Hammer Toe

toe deformity bunion hammer
Ziga Lisjak / Getty Images

A hammer toe deformity occurs when the PIP joint is abnormally bent. This most often occurs in the second toe, and is often the result of a big toe bunion pushing on the second toe. A painful callous often forms on top of the first joint in the toe.

The PIP joint is one of three joint in each of the lesser toes (the four toes other than the big toe). The MTP joint is at the base of the toe, then the PIP joint, and the DIP joint is at the tip of the toe. The PIP joint is abnormally bent, causing the top of this joint to be prominent in a hammer toe deformity.

In the photo on this page, the big toe has a bunion deformity, and the second toe has a hammer toe deformity. Patients with a hammer toe often have a callous form directly on top of the PIP joint. This combination of a bunion of the big toe and a second hammer toe deformity is extremely common. The bunion deformity causes the hammer toe to form as a result of pressure forcing the abnormal position of the second toe.

Hammer Toe Treatment

Treatment of a hammer toe should usually consist of simple steps to start. While more invasive treatments may become necessary, non-invasive treatments should be attempted first. Initial steps of treatment should consist of simple padding of the callous on top of the toe, as well as buying appropriate footwear. The best shoes for patients with a hammer toe will have a wide toe box, no pressure on the end of the toe, and will not press on a bunion (which may cause worsening of the hammer toe).

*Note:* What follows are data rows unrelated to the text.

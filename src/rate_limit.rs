use std::cmp::Ordering;
use std::collections::{BinaryHeap, VecDeque};
use std::sync::{Arc, Mutex, MutexGuard, PoisonError};
use std::time::Duration;
use tokio::sync::oneshot;
use tokio::time::Instant;
use tracing::{debug, warn};

use crate::clock::{Clock, TokioClock};
use crate::config::RateLimitConfig;
use crate::error::{GovernorError, Result};
use crate::metrics::{QUEUE_DEPTH, QUEUE_TIMEOUTS};

// Waiting caller - owned by the queue until admitted or timed out
struct QueueEntry {
    priority: u32,
    seq: u64,
    enqueued_at: Instant,
    admit_tx: oneshot::Sender<()>,
}

impl PartialEq for QueueEntry {
    fn eq(&self, other: &Self) -> bool {
        self.priority == other.priority && self.seq == other.seq
    }
}

impl Eq for QueueEntry {}

impl PartialOrd for QueueEntry {
    fn partial_cmp(&self, other: &Self) -> Option<Ordering> {
        Some(self.cmp(other))
    }
}

impl Ord for QueueEntry {
    // BinaryHeap is a max-heap: higher priority wins, then the lower sequence
    fn cmp(&self, other: &Self) -> Ordering {
        self.priority
            .cmp(&other.priority)
            .then_with(|| other.seq.cmp(&self.seq))
    }
}

#[derive(Default)]
struct LimiterState {
    window: VecDeque<Instant>,
    queue: BinaryHeap<QueueEntry>,
    next_seq: u64,
    draining: bool,
}

struct LimiterInner {
    config: RateLimitConfig,
    admission_spacing: Duration,
    clock: Arc<dyn Clock>,
    state: Mutex<LimiterState>,
}

impl LimiterInner {
    fn state(&self) -> MutexGuard<'_, LimiterState> {
        self.state.lock().unwrap_or_else(PoisonError::into_inner)
    }

    fn prune(&self, state: &mut LimiterState, now: Instant) {
        while let Some(&oldest) = state.window.front() {
            if now.duration_since(oldest) >= self.config.window {
                state.window.pop_front();
            } else {
                break;
            }
        }
    }

    fn has_capacity(&self, state: &LimiterState) -> bool {
        state.window.len() < self.config.requests_per_window
    }
}

// Clones share the same window and queue
#[derive(Clone)]
pub struct RateLimiter {
    inner: Arc<LimiterInner>,
}

impl RateLimiter {
    pub fn new(config: RateLimitConfig) -> Result<Self> {
        Self::with_clock(config, Duration::from_millis(50), Arc::new(TokioClock))
    }

    pub fn with_clock(
        config: RateLimitConfig,
        admission_spacing: Duration,
        clock: Arc<dyn Clock>,
    ) -> Result<Self> {
        config.validate()?;
        debug!(
            requests_per_window = config.requests_per_window,
            window_ms = config.window.as_millis() as u64,
            queue_timeout_ms = config.queue_timeout.as_millis() as u64,
            "rate limiter initialized"
        );
        Ok(Self {
            inner: Arc::new(LimiterInner {
                config,
                admission_spacing,
                clock,
                state: Mutex::new(LimiterState::default()),
            }),
        })
    }

    pub fn config(&self) -> &RateLimitConfig {
        &self.inner.config
    }

    pub async fn acquire_token(&self, priority: u32) -> Result<()> {
        let (seq, mut admit_rx) = {
            let mut state = self.inner.state();
            let now = self.inner.clock.now();
            self.inner.prune(&mut state, now);

            if self.inner.has_capacity(&state) {
                state.window.push_back(now);
                return Ok(());
            }

            let (admit_tx, admit_rx) = oneshot::channel();
            let seq = state.next_seq;
            state.next_seq += 1;
            state.queue.push(QueueEntry {
                priority,
                seq,
                enqueued_at: now,
                admit_tx,
            });
            QUEUE_DEPTH.set(state.queue.len() as f64);
            debug!(priority, seq, queue_len = state.queue.len(), "request queued");
            (seq, admit_rx)
        };

        self.schedule_drain();

        let timeout = self.inner.config.queue_timeout;
        tokio::select! {
            admitted = &mut admit_rx => return admitted.map_err(|_| GovernorError::LimiterClosed),
            _ = self.inner.clock.sleep(timeout) => {}
        }

        let timed_out = {
            let mut state = self.inner.state();
            let before = state.queue.len();
            state.queue.retain(|entry| entry.seq != seq);
            QUEUE_DEPTH.set(state.queue.len() as f64);
            state.queue.len() < before
        };
        if timed_out {
            QUEUE_TIMEOUTS.inc();
            warn!(priority, timeout_ms = timeout.as_millis() as u64, "rate limit queue timeout");
            return Err(GovernorError::QueueTimeout(timeout));
        }

        // Admitted under the lock just before the timer fired
        admit_rx.await.map_err(|_| GovernorError::LimiterClosed)
    }

    pub fn release_token(&self) {
        self.schedule_drain();
    }

    pub fn queue_len(&self) -> usize {
        self.inner.state().queue.len()
    }

    pub fn window_len(&self) -> usize {
        let mut state = self.inner.state();
        let now = self.inner.clock.now();
        self.inner.prune(&mut state, now);
        state.window.len()
    }

    fn schedule_drain(&self) {
        {
            let mut state = self.inner.state();
            if state.draining || state.queue.is_empty() {
                return;
            }
            state.draining = true;
        }
        let inner = Arc::clone(&self.inner);
        tokio::spawn(drain(inner));
    }
}

enum DrainStep {
    Admitted,
    WaitFor(Duration),
    Done,
}

// Single-flight: only one drain runs per limiter, guarded by `draining`
async fn drain(inner: Arc<LimiterInner>) {
    loop {
        let step = {
            let mut state = inner.state();
            let now = inner.clock.now();
            inner.prune(&mut state, now);

            if state.queue.is_empty() {
                state.draining = false;
                DrainStep::Done
            } else if !inner.has_capacity(&state) {
                // Sleep until the oldest timestamp leaves the window
                let oldest = state.window.front().copied().unwrap_or(now);
                let wait = (oldest + inner.config.window).saturating_duration_since(now);
                DrainStep::WaitFor(wait)
            } else {
                let mut step = DrainStep::Done;
                while let Some(entry) = state.queue.pop() {
                    // A dropped receiver means the caller went away
                    if entry.admit_tx.send(()).is_ok() {
                        state.window.push_back(now);
                        debug!(
                            priority = entry.priority,
                            seq = entry.seq,
                            waited_ms = now.duration_since(entry.enqueued_at).as_millis() as u64,
                            "queued request admitted"
                        );
                        step = DrainStep::Admitted;
                        break;
                    }
                }
                QUEUE_DEPTH.set(state.queue.len() as f64);
                if state.queue.is_empty() {
                    state.draining = false;
                    DrainStep::Done
                } else {
                    step
                }
            }
        };

        match step {
            DrainStep::Admitted => inner.clock.sleep(inner.admission_spacing).await,
            DrainStep::WaitFor(wait) => inner.clock.sleep(wait).await,
            DrainStep::Done => return,
        }
    }
}

#[cfg(test)]
mod tests {
    use super::*;

    fn limiter(requests_per_window: usize, window_ms: u64, queue_timeout_ms: u64) -> RateLimiter {
        let config = RateLimitConfig {
            requests_per_window,
            window: Duration::from_millis(window_ms),
            max_waiting_time: Duration::from_millis(queue_timeout_ms),
            queue_timeout: Duration::from_millis(queue_timeout_ms),
        };
        RateLimiter::with_clock(config, Duration::from_millis(50), Arc::new(TokioClock)).unwrap()
    }

    #[tokio::test(start_paused = true)]
    async fn admits_immediately_under_quota() {
        let limiter = limiter(3, 1000, 5000);
        let start = Instant::now();
        for _ in 0..3 {
            limiter.acquire_token(1).await.unwrap();
        }
        assert_eq!(start.elapsed(), Duration::ZERO);
        assert_eq!(limiter.window_len(), 3);
        assert_eq!(limiter.queue_len(), 0);
    }

    #[tokio::test(start_paused = true)]
    async fn waits_at_quota_until_window_expires() {
        let limiter = limiter(2, 1000, 5000);
        limiter.acquire_token(1).await.unwrap();
        limiter.acquire_token(1).await.unwrap();

        let waiting = tokio::spawn({
            let limiter = limiter.clone();
            async move { limiter.acquire_token(1).await }
        });

        tokio::time::sleep(Duration::from_millis(500)).await;
        assert!(!waiting.is_finished());
        assert_eq!(limiter.queue_len(), 1);

        limiter.release_token();
        tokio::time::sleep(Duration::from_millis(600)).await;
        assert!(waiting.is_finished());
        waiting.await.unwrap().unwrap();
        assert_eq!(limiter.queue_len(), 0);
    }

    #[tokio::test(start_paused = true)]
    async fn queue_timeout_rejects_and_never_admits() {
        let limiter = limiter(1, 10_000, 1000);
        limiter.acquire_token(1).await.unwrap();

        let start = Instant::now();
        let err = limiter.acquire_token(1).await.unwrap_err();
        assert!(matches!(err, GovernorError::QueueTimeout(_)));
        assert_eq!(start.elapsed(), Duration::from_millis(1000));
        assert_eq!(limiter.queue_len(), 0);

        // Capacity freeing later must not consume a slot for the rejected caller
        tokio::time::sleep(Duration::from_millis(10_000)).await;
        assert_eq!(limiter.window_len(), 0);
    }

    #[tokio::test(start_paused = true)]
    async fn admits_by_priority_then_arrival() {
        let limiter = limiter(1, 1000, 60_000);
        limiter.acquire_token(1).await.unwrap();

        let order = Arc::new(Mutex::new(Vec::new()));
        let mut handles = Vec::new();
        for (name, priority) in [("low", 1), ("high", 3), ("medium", 2), ("medium-late", 2)] {
            let limiter = limiter.clone();
            let order = order.clone();
            handles.push(tokio::spawn(async move {
                limiter.acquire_token(priority).await.unwrap();
                order.lock().unwrap().push(name);
            }));
            tokio::time::sleep(Duration::from_millis(1)).await;
        }
        for handle in handles {
            handle.await.unwrap();
        }

        assert_eq!(
            *order.lock().unwrap(),
            vec!["high", "medium", "medium-late", "low"]
        );
    }

    #[tokio::test(start_paused = true)]
    async fn spaces_admissions_from_queue() {
        let limiter = limiter(5, 1000, 60_000);
        for _ in 0..5 {
            limiter.acquire_token(1).await.unwrap();
        }

        let start = Instant::now();
        let mut handles = Vec::new();
        for _ in 0..2 {
            let limiter = limiter.clone();
            handles.push(tokio::spawn(async move {
                limiter.acquire_token(1).await.unwrap();
                Instant::now()
            }));
            tokio::time::sleep(Duration::from_millis(1)).await;
        }
        let mut admitted = Vec::new();
        for handle in handles {
            admitted.push(handle.await.unwrap() - start);
        }
        admitted.sort();
        assert_eq!(admitted[0], Duration::from_millis(1000));
        assert_eq!(admitted[1], Duration::from_millis(1050));
    }

    #[tokio::test(start_paused = true)]
    async fn dropped_waiter_does_not_take_a_slot() {
        let limiter = limiter(1, 1000, 60_000);
        limiter.acquire_token(1).await.unwrap();

        let abandoned = tokio::spawn({
            let limiter = limiter.clone();
            async move { limiter.acquire_token(3).await }
        });
        tokio::time::sleep(Duration::from_millis(1)).await;
        let live = tokio::spawn({
            let limiter = limiter.clone();
            async move { limiter.acquire_token(1).await }
        });
        tokio::time::sleep(Duration::from_millis(1)).await;
        assert_eq!(limiter.queue_len(), 2);

        abandoned.abort();
        assert!(abandoned.await.unwrap_err().is_cancelled());

        let start = Instant::now();
        live.await.unwrap().unwrap();
        assert_eq!(start.elapsed(), Duration::from_millis(998));
        assert_eq!(limiter.window_len(), 1);
        assert_eq!(limiter.queue_len(), 0);
    }

    #[test]
    fn rejects_invalid_config() {
        let config = RateLimitConfig {
            requests_per_window: 0,
            ..RateLimitConfig::default()
        };
        assert!(RateLimiter::new(config).is_err());
    }
}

Special inserts can be used to help alleviate pain from a hammer toe including doughnut cushions and gel sleeves. These inserts will alleviate pressure on the callus that has formed.

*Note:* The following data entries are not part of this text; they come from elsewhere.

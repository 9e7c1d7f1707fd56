use serde::Deserialize;
use serde_json::{Value, json};
use tracing::debug;

use crate::error::{GovernorError, Result};
use crate::models::UpstreamResponse;

// Every failure comes back as a classified GovernorError::Api
#[derive(Clone)]
pub struct UpstreamClient {
    client: reqwest::Client,
    endpoint: String,
    token_header: String,
    access_token: Option<String>,
}

#[derive(Deserialize)]
struct GraphqlError {
    message: String,
    #[serde(default)]
    code: Option<String>,
}

impl UpstreamClient {
    pub fn new(
        client: reqwest::Client,
        endpoint: &str,
        token_header: impl Into<String>,
        access_token: Option<String>,
    ) -> Self {
        // add https:// if not present
        let endpoint = if endpoint.starts_with("http") {
            endpoint.to_string()
        } else {
            format!("https://{}", endpoint)
        };
        Self {
            client,
            endpoint,
            token_header: token_header.into(),
            access_token,
        }
    }

    pub fn endpoint(&self) -> &str {
        &self.endpoint
    }

    pub async fn query(&self, query: &str, variables: Option<&Value>) -> Result<UpstreamResponse> {
        let mut payload = json!({ "query": query });
        if let Some(variables) = variables {
            payload["variables"] = variables.clone();
        }

        let mut request = self.client.post(&self.endpoint).json(&payload);
        if let Some(token) = &self.access_token {
            request = request.header(self.token_header.as_str(), token);
        }

        // Transport failures map to NETWORK_ERROR / 500 via From<reqwest::Error>
        let res = request.send().await?;
        let status = res.status();
        let body: Value = res.json().await?;
        debug!(status = status.as_u16(), "upstream responded");

        classify(status.as_u16(), status.canonical_reason(), body)
    }
}

fn classify(status: u16, reason: Option<&str>, body: Value) -> Result<UpstreamResponse> {
    if let Some(first) = body
        .get("errors")
        .and_then(Value::as_array)
        .and_then(|errors| errors.first())
    {
        let error: GraphqlError = serde_json::from_value(first.clone()).unwrap_or(GraphqlError {
            message: first.to_string(),
            code: None,
        });
        return Err(GovernorError::api(
            error.message,
            error.code.unwrap_or_else(|| "UNKNOWN_ERROR".to_string()),
            Some(status),
        ));
    }

    if !(200..300).contains(&status) {
        return Err(GovernorError::api(
            format!("HTTP Error: {}", reason.unwrap_or("Unknown")),
            "HTTP_ERROR",
            Some(status),
        ));
    }

    Ok(UpstreamResponse { status, body })
}

#[cfg(test)]
mod tests {
    use super::*;

    #[test]
    fn graphql_errors_use_first_message_and_code() {
        let body = json!({
            "errors": [
                { "message": "Throttled", "code": "THROTTLED" },
                { "message": "ignored" }
            ]
        });
        let err = classify(200, Some("OK"), body).unwrap_err();
        match err {
            GovernorError::Api { message, code, status } => {
                assert_eq!(message, "Throttled");
                assert_eq!(code, "THROTTLED");
                assert_eq!(status, Some(200));
            }
            other => panic!("unexpected error: {other:?}"),
        }
    }

    #[test]
    fn missing_code_defaults_to_unknown() {
        let body = json!({ "errors": [{ "message": "bad query" }] });
        let err = classify(400, Some("Bad Request"), body).unwrap_err();
        assert!(err.is_client_error());
        assert!(matches!(err, GovernorError::Api { ref code, .. } if code == "UNKNOWN_ERROR"));
    }

    #[test]
    fn non_success_status_is_http_error() {
        let err = classify(503, Some("Service Unavailable"), json!({})).unwrap_err();
        assert!(err.is_retryable());
        assert_eq!(err.to_string(), "Upstream API error (HTTP_ERROR): HTTP Error: Service Unavailable");
    }

    #[test]
    fn success_passes_body_through() {
        let body = json!({ "data": { "shop": { "name": "Demo" } } });
        let res = classify(200, Some("OK"), body.clone()).unwrap();
        assert_eq!(res, UpstreamResponse { status: 200, body });
    }

    #[test]
    fn endpoint_gets_scheme() {
        let client = UpstreamClient::new(reqwest::Client::new(), "shop.example/api/graphql.json", "X-Token", None);
        assert_eq!(client.endpoint(), "https://shop.example/api/graphql.json");
    }
}
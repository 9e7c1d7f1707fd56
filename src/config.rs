use clap::{Parser, ValueEnum};
use std::time::Duration;

use crate::error::{GovernorError, Result};
use crate::retry::RetryOptions;

// Named rate limit presets, one selection mechanism for all of them
#[derive(ValueEnum, Debug, Clone, Copy, PartialEq, Eq, Default)]
pub enum RateLimitProfile {
    Development,
    // "default" resolves to the conservative preset
    #[default]
    #[value(alias = "default")]
    Production,
    Aggressive,
    Relaxed,
}

impl RateLimitProfile {
    pub fn config(self) -> RateLimitConfig {
        match self {
            RateLimitProfile::Development => RateLimitConfig {
                requests_per_window: 100,
                window: Duration::from_secs(1),
                max_waiting_time: Duration::from_secs(10),
                queue_timeout: Duration::from_secs(15),
            },
            RateLimitProfile::Production => RateLimitConfig {
                requests_per_window: 50,
                window: Duration::from_secs(60),
                max_waiting_time: Duration::from_secs(5),
                queue_timeout: Duration::from_secs(10),
            },
            RateLimitProfile::Aggressive => RateLimitConfig {
                requests_per_window: 200,
                window: Duration::from_secs(1),
                max_waiting_time: Duration::from_secs(5),
                queue_timeout: Duration::from_secs(5),
            },
            RateLimitProfile::Relaxed => RateLimitConfig {
                requests_per_window: 25,
                window: Duration::from_secs(60),
                max_waiting_time: Duration::from_secs(20),
                queue_timeout: Duration::from_secs(30),
            },
        }
    }

    pub fn name(self) -> &'static str {
        match self {
            RateLimitProfile::Development => "development",
            RateLimitProfile::Production => "production",
            RateLimitProfile::Aggressive => "aggressive",
            RateLimitProfile::Relaxed => "relaxed",
        }
    }
}

#[derive(Debug, Clone, PartialEq, Eq)]
pub struct RateLimitConfig {
    /// Max admitted requests per rolling window
    pub requests_per_window: usize,
    pub window: Duration,
    /// Upper bound a caller of the HTTP surface waits for its result
    pub max_waiting_time: Duration,
    /// Max time a request may sit in the admission queue
    pub queue_timeout: Duration,
}

impl RateLimitConfig {
    pub fn validate(&self) -> Result<()> {
        if self.requests_per_window == 0 {
            return Err(GovernorError::Config(
                "requests_per_window must be at least 1".to_string(),
            ));
        }
        if self.window.is_zero() {
            return Err(GovernorError::Config("window must be non-zero".to_string()));
        }
        Ok(())
    }
}

impl Default for RateLimitConfig {
    fn default() -> Self {
        RateLimitProfile::default().config()
    }
}

/// Everything needed to assemble a governor instance.
#[derive(Debug, Clone)]
pub struct GovernorConfig {
    pub rate_limit: RateLimitConfig,
    /// Coalescing window of the batcher
    pub batch_window: Duration,
    /// Pause between successive admissions out of the queue
    pub admission_spacing: Duration,
    pub default_cache_ttl: u64,
    pub cache_prefix: String,
    pub retry: RetryOptions,
}

impl GovernorConfig {
    pub fn from_profile(profile: RateLimitProfile) -> Self {
        Self {
            rate_limit: profile.config(),
            ..Self::default()
        }
    }
}

impl Default for GovernorConfig {
    fn default() -> Self {
        Self {
            rate_limit: RateLimitConfig::default(),
            batch_window: Duration::from_millis(50),
            admission_spacing: Duration::from_millis(50),
            default_cache_ttl: 3600,
            cache_prefix: "shop:".to_string(),
            retry: RetryOptions::default(),
        }
    }
}

#[derive(ValueEnum, Debug, Clone, Copy, PartialEq, Eq)]
pub enum CacheBackendKind {
    Memory,
    Redis,
}

// CLI argument structure
#[derive(Parser, Debug, Clone)]
#[command(name = "storefront-governor")]
#[command(about = "Rate limiting, batching and caching gateway for a storefront GraphQL API")]
pub struct Args {
    // Port to run the server on
    #[arg(short, long, default_value_t = 8080)]
    pub port: u16,

    // Upstream GraphQL endpoint
    #[arg(short, long, env = "STOREFRONT_ENDPOINT")]
    pub endpoint: String,

    #[arg(long, env = "STOREFRONT_ACCESS_TOKEN")]
    pub access_token: Option<String>,

    #[arg(long, default_value = "X-Shopify-Storefront-Access-Token")]
    pub token_header: String,

    // Rate limit preset
    #[arg(long, value_enum, env = "RATE_LIMIT_PROFILE", default_value = "production")]
    pub profile: RateLimitProfile,

    #[arg(long, value_enum, default_value = "memory")]
    pub cache_backend: CacheBackendKind,

    #[arg(long, env = "REDIS_URL", default_value = "redis://localhost:6379")]
    pub redis_url: String,

    // Default cache TTL in seconds
    #[arg(short, long, default_value_t = 3600)]
    pub cache_ttl: u64,

    // Expired entry sweep interval for the memory cache (seconds, 0 disables)
    #[arg(long, default_value_t = 60)]
    pub sweep_interval: u64,
}

impl Args {
    pub fn governor_config(&self) -> GovernorConfig {
        GovernorConfig {
            default_cache_ttl: self.cache_ttl,
            ..GovernorConfig::from_profile(self.profile)
        }
    }
}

If these treatments are not sufficient at correcting the hammer toe, an operation to straighten the toe may be necessary. This is often performed in conjunction with surgery for a bunion deformity. The surgical treatment of a hammer toe can consist of either cutting the tendons to relieve the pressure that causes the deformity, or fusing the toe so that it points straight permanently. Usually the surgery depends on if the hammer toe deformity is flexible (can be straightened) or fixed (is stuck in the abnormal position).

Results of surgical treatment are typically good, so long as the deformity is adequately addressed, including associated deformities of other toes (such as bunions). Possible complications of surgery include infections, persistent pain, and recurrence of the deformity.